The evidence also reinforces that impact is strongest where interventions are integrated, locally led, and aligned with national priorities. Amref’s partnership with the MoH and Regional Health Bureaus, combined with sustained investment in workforce development, community ownership, and data-informed decision-making, enabled results to be maintained beyond individual project cycles.

This body of evidence reflects Amref’s deliberate shift toward resilience, depth, and long-term value. As an African-led institution, Amref is drawing this evidence to shape future programming - strengthening how evidence and learning inform decisions—using data not only to demonstrate results, but to adapt, prioritize, and scale what works.

  • Antenatal care increased from 68.8% to 75.8%.
  • Skilled birth attendance from 45.9% to 69.1%.
  • Postnatal care from 23.1% to 75.4%.
  • Contraceptive prevalence rose from 44.5% to 59.2%, while satisfaction with family planning services increased from 44.7% to 89.6%.
  • Immunization coverage increased from 24% at baseline to 47% at end line.
  • Early marriage declined from 48% to 18% in intervention areas, and FGM/C prevalence dropped by more than half in multiple regions.

Advancing SDG-3 Through Data-Driven Pathways

In 2025, Amref Health Africa deepened its partnership with the MoH to support the development of Ethiopia’s SDG-3 Acceleration Roadmap, positioning evidence and modeling at the centre of national decision-making on maternal and child health. The plan provides a practical, data-driven pathway for closing persistent gaps in health outcomes while strengthening the resilience and equity of Ethiopia’s health system on the road to 2030.

Working alongside the Ministry and Regional Health Bureaus, Amref developed scenario-based SDG-3 modeling to identify where focused investments would deliver the greatest impact under real system conditions. The analysis translated national data into actionable policy choices, helping decision-makers prioritize interventions that are both high-impact and feasible within existing Primary Health Care platforms.

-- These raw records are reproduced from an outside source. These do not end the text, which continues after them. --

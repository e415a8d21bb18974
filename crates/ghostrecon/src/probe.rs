use crate::model::{write_lines, Classification, OutcomeBuckets, ProbeOutcome, ScanFiles};
use crate::Result;
use async_trait::async_trait;
use futures::StreamExt;
use reqwest::{redirect::Policy, Client};
use std::path::PathBuf;
use std::time::Duration;
use tokio::sync::mpsc;
use tokio_stream::wrappers::{ReceiverStream, UnboundedReceiverStream};
use tracing::{debug, error, info, instrument};

/// Status recorded when neither scheme answered.
pub const NO_RESPONSE: u16 = 0;

const SCHEMES: [&str; 2] = ["http", "https"];

// region:        --- HTTP probe

#[async_trait]
pub trait HttpProbe: Send + Sync {
    /// Status code of a single GET on `url`, or an error if nothing answered.
    async fn status(&self, url: &str) -> Result<u16>;
}

pub struct ReqwestProbe {
    http_client: Client,
}

impl ReqwestProbe {
    /// Redirects are not followed: a 301 or 302 is an answer of its own.
    pub fn new(timeout: Duration) -> Result<Self> {
        let http_client = Client::builder()
            .timeout(timeout)
            .redirect(Policy::none())
            .build()?;

        Ok(Self::with_client(http_client))
    }

    pub fn with_client(http_client: Client) -> Self {
        debug!("HTTP Client created: {:?}", http_client);
        Self { http_client }
    }
}

#[async_trait]
impl HttpProbe for ReqwestProbe {
    async fn status(&self, url: &str) -> Result<u16> {
        let res = self.http_client.get(url).send().await?;
        Ok(res.status().as_u16())
    }
}

/// Tries `http://` then, only if that failed, `https://`. The first scheme
/// that answers gives the status.
pub async fn probe_host<P: HttpProbe + ?Sized>(probe: &P, host: &str) -> u16 {
    for scheme in SCHEMES {
        let url = format!("{}://{}", scheme, host);
        match probe.status(&url).await {
            Ok(status) => {
                debug!("{:12} - {} {}", "RESPONSE", url, status);
                return status;
            }
            Err(err) => debug!("{:12} - {} {}", "NO RESPONSE", url, err),
        }
    }
    NO_RESPONSE
}

// endregion:     --- HTTP probe

// region:        --- Prober

/// Classifies hosts with at most `workers` probes in flight.
pub struct Prober<P> {
    probe: P,
    workers: usize,
    classification: Classification,
}

impl<P: HttpProbe> Prober<P> {
    pub fn new(probe: P, workers: usize, classification: Classification) -> Self {
        Self {
            probe,
            workers: workers.max(1),
            classification,
        }
    }

    #[instrument(name = "probe", level = "info", skip_all)]
    pub async fn run(&self, hosts: Vec<String>) -> OutcomeBuckets {
        info!("Probing {} hosts with {} workers", hosts.len(), self.workers);

        // work queue holds at most one pending host per worker
        let (input_tx, input_rx) = mpsc::channel::<String>(self.workers);
        let (live_tx, live_rx) = mpsc::unbounded_channel::<String>();
        let (dead_tx, dead_rx) = mpsc::unbounded_channel::<String>();
        let (not_found_tx, not_found_rx) = mpsc::unbounded_channel::<String>();

        let feeder = tokio::spawn(async move {
            for host in hosts {
                if input_tx.send(host).await.is_err() {
                    break;
                }
            }
        });

        let probe = &self.probe;
        let classification = self.classification;
        let (live, dead, not_found) = (&live_tx, &dead_tx, &not_found_tx);
        ReceiverStream::new(input_rx)
            .for_each_concurrent(self.workers, |host| async move {
                let status = probe_host(probe, &host).await;
                let outcome = classification.classify(status);
                info!("{:12} - {} ({})", format!("{:?}", outcome).to_uppercase(), host, status);

                let bucket = match outcome {
                    ProbeOutcome::Live => live,
                    ProbeOutcome::Dead => dead,
                    ProbeOutcome::NotFound => not_found,
                };
                if let Err(err) = bucket.send(host) {
                    error!("{:?} bucket closed, lost {}", outcome, err.0);
                }
            })
            .await;
        if let Err(err) = feeder.await {
            error!("Host feeder stopped early: {}", err);
        }

        // close buckets then drain them
        drop(live_tx);
        drop(dead_tx);
        drop(not_found_tx);

        let buckets = OutcomeBuckets {
            live: UnboundedReceiverStream::new(live_rx).collect().await,
            dead: UnboundedReceiverStream::new(dead_rx).collect().await,
            not_found: UnboundedReceiverStream::new(not_found_rx).collect().await,
        };
        info!(
            "{} live, {} dead, {} not found",
            buckets.live.len(),
            buckets.dead.len(),
            buckets.not_found.len()
        );
        buckets
    }
}

// endregion:     --- Prober

/// Writes each bucket to its own file. The 404 file only exists with the
/// extended classification.
pub fn persist(
    buckets: &OutcomeBuckets,
    classification: Classification,
    files: &ScanFiles,
) -> Result<Vec<PathBuf>> {
    let mut written = vec![files.live.clone(), files.dead.clone()];
    write_lines(&buckets.live, &files.live)?;
    write_lines(&buckets.dead, &files.dead)?;

    if classification == Classification::Extended {
        write_lines(&buckets.not_found, &files.not_found)?;
        written.push(files.not_found.clone());
    }

    for path in &written {
        info!("{:12} - {}", "SAVED", path.display());
    }
    Ok(written)
}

The modeling indicates that expanding effective coverage and ensuring women receive timely, high-quality care across maternal health services could help avert an estimated 4,000 maternal deaths in the year 2030, alone. Crucially, these gains depend not only on service availability, but on system enablers such as health worker capacity, functional referral networks, reliable supplies, and service readiness. This reinforces the importance of strengthening systems alongside scaling services.

The analysis further shows that most lives could be saved by concentrating on a small set of proven interventions across the continuum of care, including quality labor and delivery services, prevention and management of pre-eclampsia and postpartum hemorrhage, safe abortion and post-abortion care, timely Caesarean delivery, clean birth environments, access to modern contraception, and effective management of maternal infections. Focusing on these interventions offers a clear pathway to maximize impact, efficiency, and value for money.

Beyond maternal health, the SDG-3 Acceleration Roadmap demonstrates the role of data-driven pathways in aligning partners around shared priorities. For Amref, this work reflects a broader strategic role, supporting national leadership with credible evidence, analytical capacity, and practical tools that translate data into decisions. 

As Ethiopia accelerates progress toward SDG-3, Amref remains committed to working alongside the Ministry of Health to build resilient, people-centred health systems grounded in data, equity, and national ownership.